_Task description_:
Transcribe the records below. Leave nothing out and change nothing.

_Source material_:
:::

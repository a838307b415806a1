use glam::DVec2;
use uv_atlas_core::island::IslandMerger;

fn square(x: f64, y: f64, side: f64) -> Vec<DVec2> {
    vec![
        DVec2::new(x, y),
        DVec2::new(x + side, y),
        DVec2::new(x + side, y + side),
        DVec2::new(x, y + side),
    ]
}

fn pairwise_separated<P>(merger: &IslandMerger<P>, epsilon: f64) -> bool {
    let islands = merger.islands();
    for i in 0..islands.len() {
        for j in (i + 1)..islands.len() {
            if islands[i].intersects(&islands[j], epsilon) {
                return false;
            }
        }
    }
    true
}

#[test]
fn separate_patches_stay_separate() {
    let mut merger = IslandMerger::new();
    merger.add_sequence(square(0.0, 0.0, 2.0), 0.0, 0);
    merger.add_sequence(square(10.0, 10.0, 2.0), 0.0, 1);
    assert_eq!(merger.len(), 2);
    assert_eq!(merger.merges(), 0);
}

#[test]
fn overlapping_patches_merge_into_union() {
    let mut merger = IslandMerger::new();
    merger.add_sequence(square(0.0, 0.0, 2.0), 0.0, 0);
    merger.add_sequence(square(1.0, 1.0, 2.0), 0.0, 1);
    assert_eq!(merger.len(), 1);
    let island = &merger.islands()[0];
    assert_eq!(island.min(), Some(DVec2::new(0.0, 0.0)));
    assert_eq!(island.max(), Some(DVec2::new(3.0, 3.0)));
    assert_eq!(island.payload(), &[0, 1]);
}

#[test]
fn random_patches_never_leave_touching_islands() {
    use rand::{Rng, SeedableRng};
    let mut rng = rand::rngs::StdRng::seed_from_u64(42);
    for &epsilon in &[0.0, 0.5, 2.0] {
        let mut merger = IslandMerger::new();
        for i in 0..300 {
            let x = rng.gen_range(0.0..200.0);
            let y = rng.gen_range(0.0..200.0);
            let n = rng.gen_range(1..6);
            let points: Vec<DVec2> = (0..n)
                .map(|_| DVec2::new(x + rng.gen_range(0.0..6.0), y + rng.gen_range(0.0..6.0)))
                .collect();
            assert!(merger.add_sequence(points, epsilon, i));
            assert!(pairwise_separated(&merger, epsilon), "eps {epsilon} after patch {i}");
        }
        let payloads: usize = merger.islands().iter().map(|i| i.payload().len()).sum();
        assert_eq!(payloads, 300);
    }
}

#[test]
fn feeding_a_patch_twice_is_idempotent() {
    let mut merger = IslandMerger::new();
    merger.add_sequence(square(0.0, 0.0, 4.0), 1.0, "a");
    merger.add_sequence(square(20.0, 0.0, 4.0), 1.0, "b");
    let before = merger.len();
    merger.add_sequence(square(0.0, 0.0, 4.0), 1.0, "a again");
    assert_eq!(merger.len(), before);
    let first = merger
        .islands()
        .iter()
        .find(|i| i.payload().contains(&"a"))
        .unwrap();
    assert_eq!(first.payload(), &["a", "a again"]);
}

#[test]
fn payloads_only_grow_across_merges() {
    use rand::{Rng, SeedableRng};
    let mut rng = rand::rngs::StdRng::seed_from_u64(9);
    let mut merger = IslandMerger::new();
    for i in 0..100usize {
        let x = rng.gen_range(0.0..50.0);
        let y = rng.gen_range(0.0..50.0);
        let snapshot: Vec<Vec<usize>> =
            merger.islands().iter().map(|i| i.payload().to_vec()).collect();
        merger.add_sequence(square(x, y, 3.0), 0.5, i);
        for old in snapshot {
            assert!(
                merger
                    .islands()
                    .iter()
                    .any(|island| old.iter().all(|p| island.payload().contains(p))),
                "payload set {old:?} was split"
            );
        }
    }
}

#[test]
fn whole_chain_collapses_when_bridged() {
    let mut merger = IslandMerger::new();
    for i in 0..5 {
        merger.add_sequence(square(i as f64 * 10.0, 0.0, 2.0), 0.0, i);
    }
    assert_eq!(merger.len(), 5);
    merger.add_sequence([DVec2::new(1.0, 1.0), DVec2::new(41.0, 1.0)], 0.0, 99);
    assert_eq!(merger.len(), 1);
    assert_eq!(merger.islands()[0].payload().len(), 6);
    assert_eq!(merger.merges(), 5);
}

:::

_Final answer_:
repository a838307b415806a1
use glam::DVec2;
use uv_atlas_core::island::IslandMerger;

fn square(x: f64, y: f64, side: f64) -> Vec<DVec2> {
    vec![
        DVec2::new(x, y),
        DVec2::new(x + side, y),
        DVec2::new(x + side, y + side),
        DVec2::new(x, y + side),
    ]
}

fn pairwise_separated<P>(merger: &IslandMerger<P>, epsilon: f64) -> bool {
    let islands = merger.islands();
    for i in 0..islands.len() {
        for j in (i + 1)..islands.len() {
            if islands[i].intersects(&islands[j], epsilon) {
                return false;
            }
        }
    }
    true
}

#[test]
fn separate_patches_stay_separate() {
    let mut merger = IslandMerger::new();
    merger.add_sequence(square(0.0, 0.0, 2.0), 0.0, 0);
    merger.add_sequence(square(10.0, 10.0, 2.0), 0.0, 1);
    assert_eq!(merger.len(), 2);
    assert_eq!(merger.merges(), 0);
}

#[test]
fn overlapping_patches_merge_into_union() {
    let mut merger = IslandMerger::new();
    merger.add_sequence(square(0.0, 0.0, 2.0), 0.0, 0);
    merger.add_sequence(square(1.0, 1.0, 2.0), 0.0, 1);
    assert_eq!(merger.len(), 1);
    let island = &merger.islands()[0];
    assert_eq!(island.min(), Some(DVec2::new(0.0, 0.0)));
    assert_eq!(island.max(), Some(DVec2::new(3.0, 3.0)));
    assert_eq!(island.payload(), &[0, 1]);
}

#[test]
fn random_patches_never_leave_touching_islands() {
    use rand::{Rng, SeedableRng};
    let mut rng = rand::rngs::StdRng::seed_from_u64(42);
    for &epsilon in &[0.0, 0.5, 2.0] {
        let mut merger = IslandMerger::new();
        for i in 0..300 {
            let x = rng.gen_range(0.0..200.0);
            let y = rng.gen_range(0.0..200.0);
            let n = rng.gen_range(1..6);
            let points: Vec<DVec2> = (0..n)
                .map(|_| DVec2::new(x + rng.gen_range(0.0..6.0), y + rng.gen_range(0.0..6.0)))
                .collect();
            assert!(merger.add_sequence(points, epsilon, i));
            assert!(pairwise_separated(&merger, epsilon), "eps {epsilon} after patch {i}");
        }
        let payloads: usize = merger.islands().iter().map(|i| i.payload().len()).sum();
        assert_eq!(payloads, 300);
    }
}

#[test]
fn feeding_a_patch_twice_is_idempotent() {
    let mut merger = IslandMerger::new();
    merger.add_sequence(square(0.0, 0.0, 4.0), 1.0, "a");
    merger.add_sequence(square(20.0, 0.0, 4.0), 1.0, "b");
    let before = merger.len();
    merger.add_sequence(square(0.0, 0.0, 4.0), 1.0, "a again");
    assert_eq!(merger.len(), before);
    let first = merger
        .islands()
        .iter()
        .find(|i| i.payload().contains(&"a"))
        .unwrap();
    assert_eq!(first.payload(), &["a", "a again"]);
}

#[test]
fn payloads_only_grow_across_merges() {
    use rand::{Rng, SeedableRng};
    let mut rng = rand::rngs::StdRng::seed_from_u64(9);
    let mut merger = IslandMerger::new();
    for i in 0..100usize {
        let x = rng.gen_range(0.0..50.0);
        let y = rng.gen_range(0.0..50.0);
        let snapshot: Vec<Vec<usize>> =
            merger.islands().iter().map(|i| i.payload().to_vec()).collect();
        merger.add_sequence(square(x, y, 3.0), 0.5, i);
        for old in snapshot {
            assert!(
                merger
                    .islands()
                    .iter()
                    .any(|island| old.iter().all(|p| island.payload().contains(p))),
                "payload set {old:?} was split"
            );
        }
    }
}

#[test]
fn whole_chain_collapses_when_bridged() {
    let mut merger = IslandMerger::new();
    for i in 0..5 {
        merger.add_sequence(square(i as f64 * 10.0, 0.0, 2.0), 0.0, i);
    }
    assert_eq!(merger.len(), 5);
    merger.add_sequence([DVec2::new(1.0, 1.0), DVec2::new(41.0, 1.0)], 0.0, 99);
    assert_eq!(merger.len(), 1);
    assert_eq!(merger.islands()[0].payload().len(), 6);
    assert_eq!(merger.merges(), 5);
}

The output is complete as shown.